Strange Food from around the world Part 2. For Part 1 click  Here

Strange food from  around the world

BAALUT (Philippines) How about that great delicacy of the Philippines - You take a fertilized duck or chicken egg, bury it in the ground for a few weeks and then enjoy.

Also known as "the treat with feet" or "the egg with legs".

Balut are duck eggs that have been incubated until the fetus is all feathery and beaky, and then boiled alive. The bones give the eggs a uniquely crunchy texture.

They are enjoyed in Cambodia, Philippines and the fifth and seventh levels of hell. They are typically sold by street vendors at night, out of buckets of warm sand.

You can spot the vendors because of their glowing red eyes, and the faint, otherworldly sound of children screaming

Tell yourself that every time you crack open an egg from now on you won't be half expecting a leathery wad of bird to come flopping out into the skillet. Cracked.com
duck fetus


Baby Mice Wine

Baby mice wine is a traditional Chinese and Korean "health tonic," which apparently tastes like raw gasoline.

Little mice, eyes still closed, are plucked from the embrace of their loving mothers and stuffed (while still alive) into a bottle of rice wine.

They are left to ferment while their parents wring their tiny mouse paws in despair, tears drooping sadly from the tips of their whiskers.

Wait, it gets worse ...
Do you wince at the thought of swallowing a tequila worm?

Imagine how you'd feel during a session on this bastard. Whoops, I swallowed a dead mouse! Whoops, there goes another one! Cracked.com

baby mice wine from China

BIERKASE (Germany) strong-smelling cheese made with beer yeast (?)


BIRD'S NEST SOUP (China) Made from the nest of a particular kind of cave/cliff swallow. The swallow secretes a substance from a gland (similar to a salivary gland) as an adhesive to bind twigs and leaves and such together to make the nest


BLACHAN (Indonesia) see NGAPI-JAW


BLOOD, JELLED (China) Duck or pig blood; looks like jello, but opaque and salty.

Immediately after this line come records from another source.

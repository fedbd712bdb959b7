// src/gps/nmea.rs
//! NMEA GPGGA sentence generation

use super::data::Position;
use chrono::{DateTime, Local};
use clap::ValueEnum;
use std::fmt;

/// Checksum emitted by the legacy sender regardless of sentence content
pub const LEGACY_CHECKSUM: &str = "47";

/// How the `*hh` checksum suffix is produced
#[derive(Debug, Clone, Copy, PartialEq, Eq, Default, ValueEnum)]
pub enum ChecksumMode {
    /// Fixed `*47`, byte-compatible with the legacy sender
    #[default]
    Legacy,
    /// XOR of the sentence body, as NMEA 0183 requires
    Computed,
}

impl fmt::Display for ChecksumMode {
    fn fmt(&self, f: &mut fmt::Formatter<'_>) -> fmt::Result {
        match self {
            ChecksumMode::Legacy => write!(f, "legacy"),
            ChecksumMode::Computed => write!(f, "computed"),
        }
    }
}

/// Build a simplified GPGGA sentence.
///
/// Fix quality, satellite count, HDOP and geoid separation are fixed
/// placeholders. The time field is local wall-clock time, not UTC.
pub fn format_gpgga(position: &Position, now: &DateTime<Local>, checksum: ChecksumMode) -> String {
    let (lat_str, lat_dir) = format_latitude(position.latitude);
    let (lon_str, lon_dir) = format_longitude(position.longitude);
    let time_str = now.format("%H%M%S");

    let body = format!(
        "GPGGA,{},{},{},{},{},1,08,1.0,{:.1},M,46.9,M,,",
        time_str, lat_str, lat_dir, lon_str, lon_dir, position.altitude
    );

    let checksum = match checksum {
        ChecksumMode::Legacy => LEGACY_CHECKSUM.to_string(),
        ChecksumMode::Computed => format!("{:02X}", nmea_checksum(&body)),
    };

    format!("${}*{}", body, checksum)
}

/// Latitude as `DDMM.MMMM` plus hemisphere
pub fn format_latitude(latitude: f64) -> (String, char) {
    let (degrees, minutes) = split_degrees(latitude);
    let hemisphere = if latitude >= 0.0 { 'N' } else { 'S' };
    (format!("{:02}{:07.4}", degrees, minutes), hemisphere)
}

/// Longitude as `DDDMM.MMMM` plus hemisphere
pub fn format_longitude(longitude: f64) -> (String, char) {
    let (degrees, minutes) = split_degrees(longitude);
    let hemisphere = if longitude >= 0.0 { 'E' } else { 'W' };
    (format!("{:03}{:07.4}", degrees, minutes), hemisphere)
}

/// XOR of every byte in the sentence body (between `$` and `*`)
pub fn nmea_checksum(body: &str) -> u8 {
    body.bytes().fold(0, |acc, b| acc ^ b)
}

fn split_degrees(value: f64) -> (u32, f64) {
    let abs = value.abs();
    let degrees = abs.trunc();
    (degrees as u32, (abs - degrees) * 60.0)
}
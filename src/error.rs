// src/error.rs
//! Error types for the GPS sender

use std::fmt;

pub type Result<T> = std::result::Result<T, SenderError>;

#[derive(Debug)]
pub enum SenderError {
    Io(std::io::Error),
    Json(serde_json::Error),
    Resolve(String),
    Config(String),
    Other(String),
}

impl fmt::Display for SenderError {
    fn fmt(&self, f: &mut fmt::Formatter<'_>) -> fmt::Result {
        match self {
            SenderError::Io(e) => write!(f, "IO error: {}", e),
            SenderError::Json(e) => write!(f, "JSON error: {}", e),
            SenderError::Resolve(msg) => write!(f, "Address resolution error: {}", msg),
            SenderError::Config(msg) => write!(f, "Invalid configuration: {}", msg),
            SenderError::Other(msg) => write!(f, "{}", msg),
        }
    }
}

impl std::error::Error for SenderError {
    fn source(&self) -> Option<&(dyn std::error::Error + 'static)> {
        match self {
            SenderError::Io(e) => Some(e),
            SenderError::Json(e) => Some(e),
            _ => None,
        }
    }
}

impl From<std::io::Error> for SenderError {
    fn from(error: std::io::Error) -> Self {
        SenderError::Io(error)
    }
}

impl From<serde_json::Error> for SenderError {
    fn from(error: serde_json::Error) -> Self {
        SenderError::Json(error)
    }
}
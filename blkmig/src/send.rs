//! Send/flush stage (C8): drains the completion queue to the byte stream,
//! honoring the rate limit.

use crate::chunk::is_zero_block;
use crate::error::{MigrationError, Result};
use crate::pipeline::PipelineState;
use crate::record::BlockRecord;
use crate::transport::Transport;
use crate::wire;

/// Drains `pipeline.completed` front-to-back onto `t`. Stops (leaving the
/// remainder queued for the next call) as soon as the transport reports its rate
/// budget exhausted; stops and propagates the error on the first negative I/O
/// result. Mirrors `flush_blks`.
pub fn flush_blks(pipeline: &mut PipelineState, t: &mut dyn Transport) -> Result<()> {
    while let Some(record) = pipeline.completed.front() {
        if t.rate_limited() {
            break;
        }
        if let Err(e) = &record.result {
            return Err(MigrationError::Read {
                device: record.device_name.clone(),
                sector: record.sector,
                source: io_error_clone(e),
            });
        }

        let record = pipeline.completed.pop_front().expect("front() just returned Some");
        emit_record(&record, t)?;
        pipeline.read_done -= 1;
        pipeline.transferred += 1;
    }
    Ok(())
}

fn io_error_clone(e: &std::io::Error) -> std::io::Error {
    std::io::Error::new(e.kind(), e.to_string())
}

fn emit_record(record: &BlockRecord, t: &mut dyn Transport) -> Result<()> {
    let payload = record.payload();
    let is_zero = is_zero_block(&record.buf[..]);

    if record.from_bulk && record.sparse_enable && is_zero {
        // Sparse shortcut: bulk-phase all-zero chunk, destination assumed
        // zero-initialized for anything never sent.
        return Ok(());
    }

    wire::put_device_block(t, record.sector, &record.device_name, payload, is_zero)
}

/// Pushes completions drained from the executor onto the pipeline's queue and
/// updates the associated counters. Called once per `iterate`, and also after
/// the forced drain inside the dirty phase's async mode.
pub fn absorb_completions(pipeline: &mut PipelineState, completions: Vec<crate::executor::ReadCompletion>) {
    for c in completions {
        pipeline.record_read_completion(c.completed_at);
        pipeline.read_done += 1;
        if let Some(dev) = pipeline.device_by_name_mut(&c.record.device_name) {
            dev.aio_bitmap.set_range(c.record.sector, c.record.nr_sectors, false);
        }
        pipeline.completed.push_back(c.record);
    }
}
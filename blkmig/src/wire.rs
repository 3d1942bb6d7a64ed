//! Wire codec (C10): producer framing and receiver parsing for the migration
//! record stream. Big-endian throughout; see module docs in each function for
//! the exact byte layout.

use std::collections::HashMap;
use std::sync::Arc;

use bitflags::bitflags;

use crate::chunk::{CHUNK_BYTES, SECTOR_BITS};
use crate::driver::BlockDriver;
use crate::error::{MigrationError, Result};
use crate::transport::Transport;

bitflags! {
    #[derive(Debug, Clone, Copy, PartialEq, Eq)]
    pub struct Flags: u64 {
        const DEVICE_BLOCK = 0x01;
        const EOS          = 0x02;
        const PROGRESS     = 0x04;
        const ZERO_BLOCK   = 0x08;
    }
}

// Flags occupy every bit below SECTOR_BITS, not just the ones currently assigned;
// anything else in that range is an unrecognized flag, not part of the sector.
const HEADER_FLAG_MASK: u64 = (1 << SECTOR_BITS) - 1;

fn pack_header(sector_or_percent: u64, flags: Flags) -> u64 {
    (sector_or_percent << SECTOR_BITS) | flags.bits()
}

fn unpack_header(word: u64) -> Result<(u64, Flags)> {
    let flag_bits = word & HEADER_FLAG_MASK;
    let flags = Flags::from_bits(flag_bits).ok_or(MigrationError::UnknownFlags(flag_bits))?;
    Ok((word >> SECTOR_BITS, flags))
}

/// Emits a `DEVICE_BLOCK` frame. `payload` must be exactly `CHUNK_BYTES` unless
/// `zero` is true, in which case the payload is omitted on the wire.
pub fn put_device_block(
    t: &mut dyn Transport,
    sector: u64,
    device_name: &str,
    payload: &[u8],
    zero: bool,
) -> Result<()> {
    let mut flags = Flags::DEVICE_BLOCK;
    if zero {
        flags |= Flags::ZERO_BLOCK;
    }
    t.put_be64(pack_header(sector, flags)).map_err(MigrationError::Transport)?;
    t.put_u8(device_name.len() as u8).map_err(MigrationError::Transport)?;
    t.put_bytes(device_name.as_bytes()).map_err(MigrationError::Transport)?;
    if zero {
        // Flush immediately so many dropped/zero frames don't coalesce into a
        // delayed burst once real payload frames resume.
        t.flush().map_err(MigrationError::Transport)?;
    } else {
        debug_assert_eq!(payload.len(), CHUNK_BYTES);
        t.put_bytes(payload).map_err(MigrationError::Transport)?;
    }
    Ok(())
}

/// Emits an `EOS` frame, marking the end of a migration phase.
pub fn put_eos(t: &mut dyn Transport) -> Result<()> {
    t.put_be64(pack_header(0, Flags::EOS)).map_err(MigrationError::Transport)
}

/// Emits a `PROGRESS` frame. `percent` is packed into the sector field, per the
/// wire format's header-word overload.
pub fn put_progress(t: &mut dyn Transport, percent: u8) -> Result<()> {
    t.put_be64(pack_header(percent as u64, Flags::PROGRESS))
        .map_err(MigrationError::Transport)
}

/// Per-device bookkeeping the receiver keeps across consecutive frames: the
/// resolved driver handle and its sector length, resolved once on first sight.
struct ReceiverDeviceState {
    driver: Arc<dyn BlockDriver>,
    total_sectors: u64,
}

/// Streaming receiver. Holds a memoized all-zero scratch buffer and per-device
/// resolution cache across the whole load.
pub struct Receiver {
    devices: HashMap<String, ReceiverDeviceState>,
    zero_scratch: [u8; CHUNK_BYTES],
    progress_log: Vec<u8>,
}

/// Outcome of reading one frame.
pub enum FrameEvent {
    DeviceBlock { device: String, sector: u64, nr_sectors: u64 },
    Progress { percent: u8 },
    Eos,
}

impl Receiver {
    pub fn new(devices: Vec<Arc<dyn BlockDriver>>) -> Self {
        let devices = devices
            .into_iter()
            .map(|d| {
                let total_sectors = d.total_sectors();
                (d.name().to_string(), ReceiverDeviceState { driver: d, total_sectors })
            })
            .collect();
        Self {
            devices,
            zero_scratch: [0u8; CHUNK_BYTES],
            progress_log: Vec::new(),
        }
    }

    pub fn progress_log(&self) -> &[u8] {
        &self.progress_log
    }

    /// Reads and applies exactly one frame. Returns `Ok(Eos)` when the stream's
    /// phase terminator is hit; callers loop until then.
    pub fn read_frame(&mut self, t: &mut dyn Transport) -> Result<FrameEvent> {
        let word = t.get_be64().map_err(MigrationError::Transport)?;
        let (sector_or_percent, flags) = unpack_header(word)?;

        if flags.contains(Flags::EOS) {
            return Ok(FrameEvent::Eos);
        }
        if flags.contains(Flags::PROGRESS) {
            let percent = sector_or_percent as u8;
            self.progress_log.push(percent);
            return Ok(FrameEvent::Progress { percent });
        }
        if !flags.contains(Flags::DEVICE_BLOCK) {
            return Err(MigrationError::UnknownFlags(flags.bits()));
        }

        let sector = sector_or_percent;
        let name_len = t.get_u8().map_err(MigrationError::Transport)? as usize;
        let mut name_buf = vec![0u8; name_len];
        t.get_bytes(&mut name_buf).map_err(MigrationError::Transport)?;
        let device_name = String::from_utf8_lossy(&name_buf).into_owned();

        let state = self
            .devices
            .get(&device_name)
            .ok_or_else(|| MigrationError::UnknownDevice(device_name.clone()))?;

        let nr_sectors = crate::chunk::CHUNK_SECTORS.min(state.total_sectors.saturating_sub(sector));

        let write_len = (nr_sectors * crate::chunk::SECTOR_BYTES) as usize;
        if flags.contains(Flags::ZERO_BLOCK) {
            state
                .driver
                .write_sync(sector, nr_sectors, &self.zero_scratch[..write_len])
                .map_err(|source| MigrationError::Write { device: device_name.clone(), sector, source })?;
        } else {
            let mut buf = [0u8; CHUNK_BYTES];
            t.get_bytes(&mut buf).map_err(MigrationError::Transport)?;
            state
                .driver
                .write_sync(sector, nr_sectors, &buf[..write_len])
                .map_err(|source| MigrationError::Write { device: device_name.clone(), sector, source })?;
        }

        Ok(FrameEvent::DeviceBlock { device: device_name, sector, nr_sectors })
    }

    /// Runs `read_frame` until EOS, for loading one whole phase.
    pub fn load_phase(&mut self, t: &mut dyn Transport) -> Result<()> {
        loop {
            if let FrameEvent::Eos = self.read_frame(t)? {
                return Ok(());
            }
        }
    }
}
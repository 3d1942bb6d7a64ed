//! Process-wide migration state (C5): the device list, completion FIFO, and the
//! bandwidth estimator shared across the bulk, dirty, send, and convergence stages.

use std::collections::VecDeque;
use std::sync::Arc;
use std::time::Instant;

use crate::dms::DeviceMigState;
use crate::driver::BlockDriver;
use crate::record::BlockRecord;

/// Tunable knobs captured at `setup` time (C15 owns the user-facing config struct;
/// this is the subset the pipeline consults on every iteration).
#[derive(Debug, Clone, Copy)]
pub struct PipelineParams {
    pub blk_enable: bool,
    pub shared_base: bool,
    pub sparse_enable: bool,
}

impl Default for PipelineParams {
    fn default() -> Self {
        Self {
            blk_enable: true,
            shared_base: false,
            sparse_enable: false,
        }
    }
}

/// Process-wide state for one migration attempt. Exactly one instance is alive
/// between `setup` and `complete`/`cancel`.
pub struct PipelineState {
    pub devices: Vec<DeviceMigState>,
    /// Records finished by worker threads, waiting to be framed and sent.
    pub completed: VecDeque<BlockRecord>,
    pub params: PipelineParams,
    pub bulk_completed: bool,

    /// Reads submitted to the executor but not yet drained into `completed`.
    pub submitted: u64,
    /// Completed reads sitting in `completed`, awaiting send.
    pub read_done: u64,
    /// Records sent to the transport so far this attempt.
    pub transferred: u64,

    /// Bandwidth estimator: cumulative wall-clock time and completion count, used
    /// to derive a bytes-per-second figure for the convergence oracle (§4.6:
    /// `read_bandwidth = (reads / total_time) * CHUNK_BYTES`). `total_time` is the
    /// sum of measured intervals between consecutive read-completion timestamps,
    /// anchored at submission-from-idle — not the sum of each worker's own service
    /// duration, which would overcount once more than one worker runs concurrently.
    total_time: std::time::Duration,
    reads: u64,
    /// Set when a submission arrives while the executor was otherwise idle; anchors
    /// the first completion's interval. Cleared once the pool drains back to idle.
    busy_since: Option<Instant>,
    /// Timestamp of the last read completion observed, anchoring the next interval.
    last_completion: Option<Instant>,

    /// Progress at the last PROGRESS frame emitted (percent, 0-100), used to collapse
    /// duplicate progress frames onto the same wire slot.
    pub prev_progress: Option<u8>,
}

const MIN_BANDWIDTH: f64 = 1.0;

impl PipelineState {
    pub fn new(devices: Vec<DeviceMigState>, params: PipelineParams) -> Self {
        Self {
            devices,
            completed: VecDeque::new(),
            params,
            bulk_completed: false,
            submitted: 0,
            read_done: 0,
            transferred: 0,
            total_time: std::time::Duration::ZERO,
            reads: 0,
            busy_since: None,
            last_completion: None,
            prev_progress: None,
        }
    }

    pub fn device_by_name(&self, name: &str) -> Option<&DeviceMigState> {
        self.devices.iter().find(|d| d.name() == name)
    }

    pub fn device_by_name_mut(&mut self, name: &str) -> Option<&mut DeviceMigState> {
        self.devices.iter_mut().find(|d| d.name() == name)
    }

    pub fn device_drivers(&self) -> Vec<Arc<dyn BlockDriver>> {
        self.devices.iter().map(|d| d.device.clone()).collect()
    }

    /// Marks a read as submitted to the executor, anchoring the bandwidth
    /// estimator's busy window if the pool was previously idle.
    pub fn note_submitted(&mut self) {
        if self.submitted == 0 {
            self.busy_since = Some(Instant::now());
        }
        self.submitted += 1;
    }

    /// Completion-callback contract (§5): records the wall-clock interval since the
    /// previous completion, or since submission-from-idle for the first completion
    /// of a busy window, then bumps the reads counter and the submitted count.
    pub fn record_read_completion(&mut self, completed_at: Instant) {
        let anchor = self.last_completion.or(self.busy_since).unwrap_or(completed_at);
        self.total_time += completed_at.saturating_duration_since(anchor);
        self.reads += 1;
        self.last_completion = Some(completed_at);

        self.submitted = self.submitted.saturating_sub(1);
        if self.submitted == 0 {
            // Pool drained back to idle; the next submission starts a fresh anchor.
            self.busy_since = None;
            self.last_completion = None;
        }
    }

    /// `read_bandwidth = (reads / total_time) * CHUNK_BYTES`, floored to avoid
    /// division by zero in the convergence oracle. Undefined (returns the floor)
    /// until at least one read has completed.
    pub fn bandwidth_bytes_per_sec(&self) -> f64 {
        let secs = self.total_time.as_secs_f64();
        if secs <= 0.0 || self.reads == 0 {
            return MIN_BANDWIDTH;
        }
        ((self.reads as f64 / secs) * crate::chunk::CHUNK_BYTES as f64).max(MIN_BANDWIDTH)
    }

    /// Total dirty sectors outstanding across all devices, counted in chunks.
    pub fn total_dirty_chunks(&self) -> u64 {
        self.devices.iter().map(|d| d.device.get_dirty_count()).sum()
    }

    pub fn all_bulk_completed(&self) -> bool {
        self.devices.iter().all(|d| d.bulk_completed)
    }

    pub fn total_sectors_all(&self) -> u64 {
        self.devices.iter().map(|d| d.total_sectors).sum()
    }

    pub fn completed_sectors_all(&self) -> u64 {
        self.devices.iter().map(|d| d.completed_sectors).sum()
    }

    /// Whole-attempt progress percent, 0-100, used for the PROGRESS wire frame.
    pub fn progress_percent(&self) -> u8 {
        let total = self.total_sectors_all();
        if total == 0 {
            return 100;
        }
        ((self.completed_sectors_all() * 100) / total) as u8
    }
}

BLUBBER (Arctic Alaska) raw fat from sea mammals


BRAWN (England) see Head Cheese


BULL PENIS (Asia) Hmmm.....


CAMEL'S FEET (France)  It's not really fair to include this as French, but my favorite recipe from the Larousse Gastronomique is _Pieds_de_chameau_ _a_la_vinaigrette_ (camel's feet).

It begins "Soak the feet of a young camel..."  

You'll find it just before the recipe for camel's hump.


CAMEL TENDONS (China)   These are much better than those cow tendons, I was assured by a chauvinistic northern Chinese friend


CEVICHE (Mexico et al.) raw fish marinated in citrus juice overnight.

Cebiche is the traditional dish of the Mexican coastal towns, where it takes many different guises, the ingredients being as varied as the people that prepare it. Red snapper is the most popular fish used, but cod and haddock can be used instead.


CHEWING GUM (U.S.)  Originally made from chicle, the sap of a Central American tree.  Now made with PVA (polyvinyl acetate) plastic, sugar (or artificial sweetener), flavors and colors.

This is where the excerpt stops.